[Stored data]
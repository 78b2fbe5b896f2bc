use std::collections::HashMap;

use crate::features::FeatureMatrix;
use crate::model::WalletScore;

/// Which optional columns to include in the score table.
#[derive(Debug, Clone, Copy, Default)]
pub struct CsvColumns {
    pub raw_score: bool,
    pub features: bool,
}

/// Encode the score table in the order given. `matrix` supplies the feature
/// columns when `columns.features` is set. `path` only labels errors; nothing
/// is written to disk here.
pub fn render_scores_csv(
    path: &str,
    scores: &[WalletScore],
    matrix: &FeatureMatrix,
    columns: CsvColumns,
) -> eyre::Result<Vec<u8>> {
    let mut writer = csv::Writer::from_writer(Vec::new());

    let mut header = vec!["wallet_address".to_string(), "credit_score".to_string()];
    if columns.raw_score {
        header.push("raw_anomaly_score".to_string());
    }
    if columns.features {
        header.extend(matrix.columns.iter().cloned());
    }
    writer
        .write_record(&header)
        .map_err(|e| eyre::eyre!("Failed to write header to scores CSV '{}': {}", path, e))?;

    let row_of: HashMap<&str, usize> = matrix
        .wallets
        .iter()
        .enumerate()
        .map(|(i, w)| (w.as_str(), i))
        .collect();

    for score in scores {
        let mut record = vec![score.wallet_address.clone(), score.credit_score.to_string()];
        if columns.raw_score {
            record.push(score.raw_anomaly_score.to_string());
        }
        if columns.features {
            let idx = row_of.get(score.wallet_address.as_str()).ok_or_else(|| {
                eyre::eyre!(
                    "No feature row for wallet '{}' in scores CSV '{}'",
                    score.wallet_address,
                    path
                )
            })?;
            record.extend(matrix.rows[*idx].iter().map(|v| v.to_string()));
        }
        writer.write_record(&record).map_err(|e| {
            eyre::eyre!(
                "Failed to write wallet '{}' to scores CSV '{}': {}",
                score.wallet_address,
                path,
                e
            )
        })?;
    }

    writer
        .into_inner()
        .map_err(|e| eyre::eyre!("Failed to flush scores CSV '{}': {}", path, e.error()))
}
pub mod analysis;
pub mod csv_out;
pub mod staged;

pub use analysis::render_analysis;
pub use csv_out::{render_scores_csv, CsvColumns};
pub use staged::write_all_or_nothing;
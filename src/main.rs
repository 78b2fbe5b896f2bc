use tracing_subscriber::EnvFilter;

use wallet_credit_score::config::Config;
use wallet_credit_score::pipeline::ScoringPipeline;

fn main() -> eyre::Result<()> {
    color_eyre::install()?;

    // Initialize structured logging (set RUST_LOG=debug for model details)
    tracing_subscriber::fmt()
        .with_env_filter(
            EnvFilter::try_from_default_env().unwrap_or_else(|_| EnvFilter::new("info")),
        )
        .with_target(true)
        .init();

    tracing::info!("Wallet credit scorer starting");

    let config_path = std::env::args().nth(1);
    let config = Config::from_arg(config_path.as_deref())?;
    tracing::info!(
        input = %config.input.path,
        scores = %config.output.scores_path,
        seed = config.model.seed,
        "Configuration loaded"
    );

    let pipeline = ScoringPipeline::new(&config);
    let summary = pipeline.run(&config.input.path)?;

    tracing::info!(
        wallets = summary.wallets_scored,
        skipped_lines = summary.skipped_lines,
        "Scores saved to {}, analysis saved to {}",
        config.output.scores_path,
        config.output.analysis_path
    );
    Ok(())
}
use serde::Serialize;

/// Column names of the wallet feature vector, in row order.
pub const FEATURE_NAMES: [&str; 18] = [
    "total_txs",
    "deposit_count",
    "borrow_count",
    "repay_count",
    "redeem_count",
    "liquidation_count",
    "total_usd_volume",
    "avg_usd_amount",
    "max_usd_amount",
    "borrow_ratio",
    "wallet_age_days",
    "unique_tx_senders",
    "tx_entropy",
    "time_between_txs_mean",
    "time_between_txs_std",
    "total_deposit_value",
    "total_borrow_value",
    "borrow_to_deposit_ratio",
];

/// Aggregate statistics for one wallet. Every field is finite.
#[derive(Debug, Clone, Default, PartialEq, Serialize)]
pub struct WalletFeatures {
    pub total_txs: u64,
    pub deposit_count: u64,
    pub borrow_count: u64,
    pub repay_count: u64,
    pub redeem_count: u64,
    pub liquidation_count: u64,
    pub total_usd_volume: f64,
    pub avg_usd_amount: f64,
    pub max_usd_amount: f64,
    pub borrow_ratio: f64,
    pub wallet_age_days: f64,
    pub unique_tx_senders: u64,
    pub tx_entropy: f64,
    pub time_between_txs_mean: f64,
    pub time_between_txs_std: f64,
    pub total_deposit_value: f64,
    pub total_borrow_value: f64,
    pub borrow_to_deposit_ratio: f64,
}

impl WalletFeatures {
    /// The feature vector in `FEATURE_NAMES` order.
    pub fn to_row(&self) -> Vec<f64> {
        vec![
            self.total_txs as f64,
            self.deposit_count as f64,
            self.borrow_count as f64,
            self.repay_count as f64,
            self.redeem_count as f64,
            self.liquidation_count as f64,
            self.total_usd_volume,
            self.avg_usd_amount,
            self.max_usd_amount,
            self.borrow_ratio,
            self.wallet_age_days,
            self.unique_tx_senders as f64,
            self.tx_entropy,
            self.time_between_txs_mean,
            self.time_between_txs_std,
            self.total_deposit_value,
            self.total_borrow_value,
            self.borrow_to_deposit_ratio,
        ]
    }
}

/// Dense wallets x features matrix. Row `i` belongs to `wallets[i]`.
#[derive(Debug, Clone, PartialEq)]
pub struct FeatureMatrix {
    pub wallets: Vec<String>,
    pub columns: Vec<String>,
    pub rows: Vec<Vec<f64>>,
}

impl FeatureMatrix {
    /// Build a matrix from per-wallet features. Rows follow the iteration
    /// order of `features`, so pass an ordered map for reproducible output.
    pub fn from_features<'a, I>(features: I) -> Self
    where
        I: IntoIterator<Item = (&'a String, &'a WalletFeatures)>,
    {
        let mut wallets = Vec::new();
        let mut rows = Vec::new();
        for (wallet, f) in features {
            wallets.push(wallet.clone());
            rows.push(f.to_row());
        }
        Self {
            wallets,
            columns: FEATURE_NAMES.iter().map(|s| s.to_string()).collect(),
            rows,
        }
    }

    pub fn n_rows(&self) -> usize {
        self.rows.len()
    }

    pub fn column(&self, idx: usize) -> impl Iterator<Item = f64> + '_ {
        self.rows.iter().map(move |row| row[idx])
    }

    pub fn column_index(&self, name: &str) -> Option<usize> {
        self.columns.iter().position(|c| c == name)
    }

    /// Copy of the matrix restricted to the named columns, in that order.
    /// Returns `None` if any name is missing.
    pub fn select(&self, names: &[String]) -> Option<Self> {
        let indices = names
            .iter()
            .map(|n| self.column_index(n))
            .collect::<Option<Vec<_>>>()?;
        let rows = self
            .rows
            .iter()
            .map(|row| indices.iter().map(|&i| row[i]).collect())
            .collect();
        Some(Self {
            wallets: self.wallets.clone(),
            columns: names.to_vec(),
            rows,
        })
    }
}
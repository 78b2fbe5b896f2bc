use serde_json::Value as JsonValue;

use crate::error::ScoreResult;

use super::types::TransactionRecord;

/// A parsed transaction log.
#[derive(Debug, Default)]
pub struct TransactionLog {
    pub records: Vec<TransactionRecord>,
    /// Lines of a line-delimited log that were not valid JSON.
    pub skipped_lines: usize,
}

/// Read a transaction log from disk. The file is either a JSON array of
/// records or newline-delimited JSON.
pub fn load_transactions(path: &str) -> eyre::Result<TransactionLog> {
    tracing::info!(path, "Loading transactions");

    let content = std::fs::read_to_string(path)
        .map_err(|e| eyre::eyre!("Failed to read transaction log '{}': {}", path, e))?;

    let log = parse_transactions(&content)?;

    tracing::info!(
        records = log.records.len(),
        skipped_lines = log.skipped_lines,
        "Transactions loaded"
    );
    Ok(log)
}

/// Parse log content. Any record that parses as JSON but fails validation
/// aborts the whole parse with a `DataError`.
pub fn parse_transactions(content: &str) -> ScoreResult<TransactionLog> {
    if let Ok(values) = serde_json::from_str::<Vec<JsonValue>>(content) {
        let records = values
            .iter()
            .enumerate()
            .map(|(index, value)| TransactionRecord::from_json(index, value))
            .collect::<ScoreResult<Vec<_>>>()?;
        return Ok(TransactionLog {
            records,
            skipped_lines: 0,
        });
    }

    tracing::debug!("Input is not a JSON array, reading line by line");

    let mut log = TransactionLog::default();
    let mut index = 0usize;

    for (line_no, line) in content.lines().enumerate() {
        let line = line.trim();
        if line.is_empty() {
            continue;
        }
        match serde_json::from_str::<JsonValue>(line) {
            Ok(value) => {
                log.records.push(TransactionRecord::from_json(index, &value)?);
                index += 1;
            }
            Err(e) => {
                tracing::warn!(line = line_no + 1, error = %e, "Skipping unparseable line");
                log.skipped_lines += 1;
            }
        }
    }

    Ok(log)
}
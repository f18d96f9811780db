use anyhow::{Context, Result};
use chrono::NaiveDate;
use scraper::{Html, Selector};
use std::fs;
use std::path::{Path, PathBuf};

use crate::dates::archive_key;
use crate::models::ArchiveIndexEntry;

pub const LATEST_FILE: &str = "index.html";
pub const ARCHIVE_DIR: &str = "archive";
pub const INDEX_FILE: &str = "archive.html";
pub const LEDGER_FILE: &str = "archive-index.json";
pub const LIST_MARKER: &str = "<!-- ARCHIVE_LIST -->";

/// Paths touched by one archive run.
#[derive(Debug, Clone)]
pub struct ArchiveReport {
    pub latest_path: PathBuf,
    pub archive_path: PathBuf,
    pub index_path: PathBuf,
    pub iso_date: String,
    pub entry: ArchiveIndexEntry,
    pub entry_count: usize,
}

pub struct ArchiveManager {
    output_dir: PathBuf,
}

impl ArchiveManager {
    pub fn new(output_dir: impl Into<PathBuf>) -> Self {
        Self {
            output_dir: output_dir.into(),
        }
    }

    /// Write the page as today's edition and as a dated copy, then add it to
    /// the history page. Repeated runs for one date add repeated entries.
    pub fn archive(
        &self,
        document: &str,
        display_date: &str,
        today: NaiveDate,
    ) -> Result<ArchiveReport> {
        fs::create_dir_all(&self.output_dir).with_context(|| {
            format!(
                "Failed to create output directory: {}",
                self.output_dir.display()
            )
        })?;

        let latest_path = self.output_dir.join(LATEST_FILE);
        fs::write(&latest_path, document)
            .with_context(|| format!("Failed to write {}", latest_path.display()))?;

        let iso_date = archive_key(display_date, today);
        let archive_dir = self.output_dir.join(ARCHIVE_DIR);
        fs::create_dir_all(&archive_dir).context("Failed to create archive directory")?;

        let archive_path = archive_dir.join(format!("{}.html", iso_date));
        fs::write(&archive_path, document)
            .with_context(|| format!("Failed to write {}", archive_path.display()))?;

        let entry = ArchiveIndexEntry {
            date: display_date.to_string(),
            path: format!("{}/{}.html", ARCHIVE_DIR, iso_date),
        };

        let mut entries = self.load_entries();
        entries.insert(0, entry.clone());
        self.save_entries(&entries)?;

        let index_path = self.output_dir.join(INDEX_FILE);
        fs::write(&index_path, render_index(&entries))
            .with_context(|| format!("Failed to write {}", index_path.display()))?;

        Ok(ArchiveReport {
            latest_path,
            archive_path,
            index_path,
            iso_date,
            entry,
            entry_count: entries.len(),
        })
    }

    /// Current history entries, newest first. Tries the ledger, then links in
    /// an existing history page, then starts empty. Unreadable sources are
    /// logged and skipped.
    pub fn load_entries(&self) -> Vec<ArchiveIndexEntry> {
        let ledger_path = self.output_dir.join(LEDGER_FILE);
        if ledger_path.exists() {
            match read_ledger(&ledger_path) {
                Ok(entries) => return entries,
                Err(e) => tracing::warn!("{:#}; rebuilding from {}", e, INDEX_FILE),
            }
        }

        let index_path = self.output_dir.join(INDEX_FILE);
        if index_path.exists() {
            match fs::read_to_string(&index_path) {
                Ok(html) => {
                    let entries = entries_from_index_html(&html);
                    tracing::info!(
                        "Imported {} entries from existing {}",
                        entries.len(),
                        index_path.display()
                    );
                    return entries;
                }
                Err(e) => tracing::warn!(
                    "Failed to read {}: {}; starting a new history",
                    index_path.display(),
                    e
                ),
            }
        }

        Vec::new()
    }

    fn save_entries(&self, entries: &[ArchiveIndexEntry]) -> Result<()> {
        let ledger_path = self.output_dir.join(LEDGER_FILE);
        let json =
            serde_json::to_string_pretty(entries).context("Failed to serialize archive ledger")?;
        fs::write(&ledger_path, json)
            .with_context(|| format!("Failed to write {}", ledger_path.display()))
    }
}

fn read_ledger(path: &Path) -> Result<Vec<ArchiveIndexEntry>> {
    let content = fs::read_to_string(path)
        .with_context(|| format!("Failed to read {}", path.display()))?;
    serde_json::from_str(&content)
        .with_context(|| format!("Failed to parse archive ledger {}", path.display()))
}

/// Pull history links out of a history page written before the ledger existed.
pub fn entries_from_index_html(html: &str) -> Vec<ArchiveIndexEntry> {
    let document = Html::parse_document(html);
    let Ok(selector) = Selector::parse(r#"a[href^="archive/"]"#) else {
        return Vec::new();
    };

    document
        .select(&selector)
        .filter_map(|link| {
            let path = link.value().attr("href")?.to_string();
            let date = link.text().collect::<String>().trim().to_string();
            Some(ArchiveIndexEntry { date, path })
        })
        .collect()
}

pub fn render_index(entries: &[ArchiveIndexEntry]) -> String {
    let mut html = String::new();

    html.push_str("<!DOCTYPE html>\n<html lang=\"zh-CN\">\n<head>\n");
    html.push_str("    <meta charset=\"UTF-8\">\n");
    html.push_str(
        "    <meta name=\"viewport\" content=\"width=device-width, initial-scale=1.0\">\n",
    );
    html.push_str("    <title>每日简报 | 归档</title>\n");
    html.push_str("    <style>\n");
    html.push_str("        body { font-family: -apple-system, \"PingFang SC\", sans-serif; background: #f5f0e8; color: #3a3a3a; line-height: 1.8; }\n");
    html.push_str("        .container { max-width: 800px; margin: 0 auto; padding: 40px 20px; }\n");
    html.push_str("        h1 { font-weight: 300; letter-spacing: 8px; text-align: center; margin-bottom: 30px; }\n");
    html.push_str("        .nav { text-align: center; margin-bottom: 30px; }\n");
    html.push_str("        .nav a { color: #8b7355; text-decoration: none; margin: 0 15px; }\n");
    html.push_str("        .archive-list { list-style: none; padding: 0; }\n");
    html.push_str("        .archive-item { padding: 12px 0; border-bottom: 1px dashed #e0d8cd; }\n");
    html.push_str("        .archive-item a { color: #5a4a3a; text-decoration: none; }\n");
    html.push_str("    </style>\n");
    html.push_str("</head>\n<body>\n");
    html.push_str("    <div class=\"container\">\n");
    html.push_str("        <div class=\"nav\">\n");
    html.push_str("            <a href=\"index.html\">今日</a>\n");
    html.push_str("            <a href=\"archive.html\">归档</a>\n");
    html.push_str("            <a href=\"about.html\">关于</a>\n");
    html.push_str("        </div>\n");
    html.push_str("        <h1>往期简报</h1>\n");
    html.push_str("        <ul class=\"archive-list\">\n");
    html.push_str(&format!("            {}\n", LIST_MARKER));

    for entry in entries {
        html.push_str(&format!(
            "            <li class=\"archive-item\"><a href=\"{}\">{}</a></li>\n",
            escape_html(&entry.path),
            escape_html(&entry.date)
        ));
    }

    html.push_str("        </ul>\n");
    html.push_str("    </div>\n");
    html.push_str("</body>\n</html>\n");
    html
}

fn escape_html(text: &str) -> String {
    text.replace('&', "&amp;")
        .replace('<', "&lt;")
        .replace('>', "&gt;")
        .replace('"', "&quot;")
        .replace('\'', "&#39;")
}

#[cfg(test)]
mod tests {
    use super::*;

    fn today() -> NaiveDate {
        NaiveDate::from_ymd_opt(2026, 10, 15).unwrap()
    }

    #[test]
    fn test_archive_writes_latest_copy_and_index() {
        let dir = tempfile::tempdir().unwrap();
        let manager = ArchiveManager::new(dir.path());

        let report = manager
            .archive("<p>brief</p>", "2026年2月23日 周一", today())
            .unwrap();

        assert_eq!(report.iso_date, "2026-02-23");
        assert_eq!(fs::read_to_string(&report.latest_path).unwrap(), "<p>brief</p>");
        assert_eq!(fs::read_to_string(&report.archive_path).unwrap(), "<p>brief</p>");
        assert_eq!(
            report.archive_path.file_stem().unwrap().to_str().unwrap(),
            "2026-02-23"
        );
        assert_eq!(report.entry.path, "archive/2026-02-23.html");

        let index = fs::read_to_string(&report.index_path).unwrap();
        assert!(index.contains(LIST_MARKER));
        assert!(index.contains(
            "<a href=\"archive/2026-02-23.html\">2026年2月23日 周一</a>"
        ));
    }

    #[test]
    fn test_same_day_twice_duplicates_entry() {
        let dir = tempfile::tempdir().unwrap();
        let manager = ArchiveManager::new(dir.path());

        manager.archive("v1", "2026年2月23日 周一", today()).unwrap();
        let report = manager.archive("v2", "2026年2月23日 周一", today()).unwrap();

        assert_eq!(report.entry_count, 2);
        let entries = manager.load_entries();
        assert_eq!(entries[0], entries[1]);
        // The dated copy itself is overwritten
        assert_eq!(fs::read_to_string(&report.archive_path).unwrap(), "v2");

        let index = fs::read_to_string(&report.index_path).unwrap();
        assert_eq!(index.matches("archive/2026-02-23.html").count(), 2);
    }

    #[test]
    fn test_newest_entry_first() {
        let dir = tempfile::tempdir().unwrap();
        let manager = ArchiveManager::new(dir.path());

        manager.archive("a", "2026年2月23日 周一", today()).unwrap();
        manager.archive("b", "2026年2月24日 周二", today()).unwrap();

        let entries = manager.load_entries();
        assert_eq!(entries[0].path, "archive/2026-02-24.html");
        assert_eq!(entries[1].path, "archive/2026-02-23.html");
    }

    #[test]
    fn test_unparseable_date_uses_today() {
        let dir = tempfile::tempdir().unwrap();
        let manager = ArchiveManager::new(dir.path());

        let report = manager.archive("x", "someday", today()).unwrap();

        assert_eq!(report.iso_date, "2026-10-15");
        assert!(dir.path().join("archive/2026-10-15.html").exists());
        assert_eq!(report.entry.date, "someday");
    }

    #[test]
    fn test_existing_index_is_imported() {
        let dir = tempfile::tempdir().unwrap();
        fs::write(
            dir.path().join(INDEX_FILE),
            r#"<html><body><ul>
<!-- ARCHIVE_LIST -->
<li><a href="archive/2026-02-20.html">2026年2月20日 周五</a></li>
<li><a href="about.html">关于</a></li>
</ul></body></html>"#,
        )
        .unwrap();
        let manager = ArchiveManager::new(dir.path());

        let report = manager.archive("x", "2026年2月23日 周一", today()).unwrap();

        assert_eq!(report.entry_count, 2);
        let entries = manager.load_entries();
        assert_eq!(entries[1].date, "2026年2月20日 周五");
        assert_eq!(entries[1].path, "archive/2026-02-20.html");
        assert!(dir.path().join(LEDGER_FILE).exists());
    }

    #[test]
    fn test_corrupt_ledger_rebuilds_from_index_page() {
        let dir = tempfile::tempdir().unwrap();
        let manager = ArchiveManager::new(dir.path());
        manager.archive("a", "2026年2月20日 周五", today()).unwrap();
        fs::write(dir.path().join(LEDGER_FILE), "{ broken").unwrap();

        let report = manager.archive("b", "2026年2月23日 周一", today()).unwrap();

        assert_eq!(report.entry_count, 2);
        let entries = manager.load_entries();
        assert_eq!(entries[0].path, "archive/2026-02-23.html");
        assert_eq!(entries[1].path, "archive/2026-02-20.html");
    }

    #[test]
    fn test_corrupt_ledger_without_index_starts_fresh() {
        let dir = tempfile::tempdir().unwrap();
        fs::write(dir.path().join(LEDGER_FILE), "[{\"date\": 1}]").unwrap();
        let manager = ArchiveManager::new(dir.path());

        let report = manager.archive("x", "2026年2月23日 周一", today()).unwrap();

        assert_eq!(report.entry_count, 1);
        // The ledger is rewritten in a readable form
        assert_eq!(manager.load_entries(), vec![report.entry]);
    }

    #[test]
    fn test_render_index_nav() {
        let html = render_index(&[]);
        assert!(html.contains(LIST_MARKER));
        assert!(html.contains("<a href=\"about.html\">关于</a>"));
    }

    #[test]
    fn test_render_index_escapes() {
        let html = render_index(&[ArchiveIndexEntry {
            date: "<b>".to_string(),
            path: "archive/x.html".to_string(),
        }]);
        assert!(html.contains("&lt;b&gt;"));
    }
}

• Work required
Given the data above, transcribe exactly the lines from the one containing "fn read_ledger(path: &Path)" down to the one containing "let document = Html::parse_document(html);", and no others.

• Task response
fn read_ledger(path: &Path) -> Result<Vec<ArchiveIndexEntry>> {
    let content = fs::read_to_string(path)
        .with_context(|| format!("Failed to read {}", path.display()))?;
    serde_json::from_str(&content)
        .with_context(|| format!("Failed to parse archive ledger {}", path.display()))
}

/// Pull history links out of a history page written before the ledger existed.
pub fn entries_from_index_html(html: &str) -> Vec<ArchiveIndexEntry> {
    let document = Html::parse_document(html);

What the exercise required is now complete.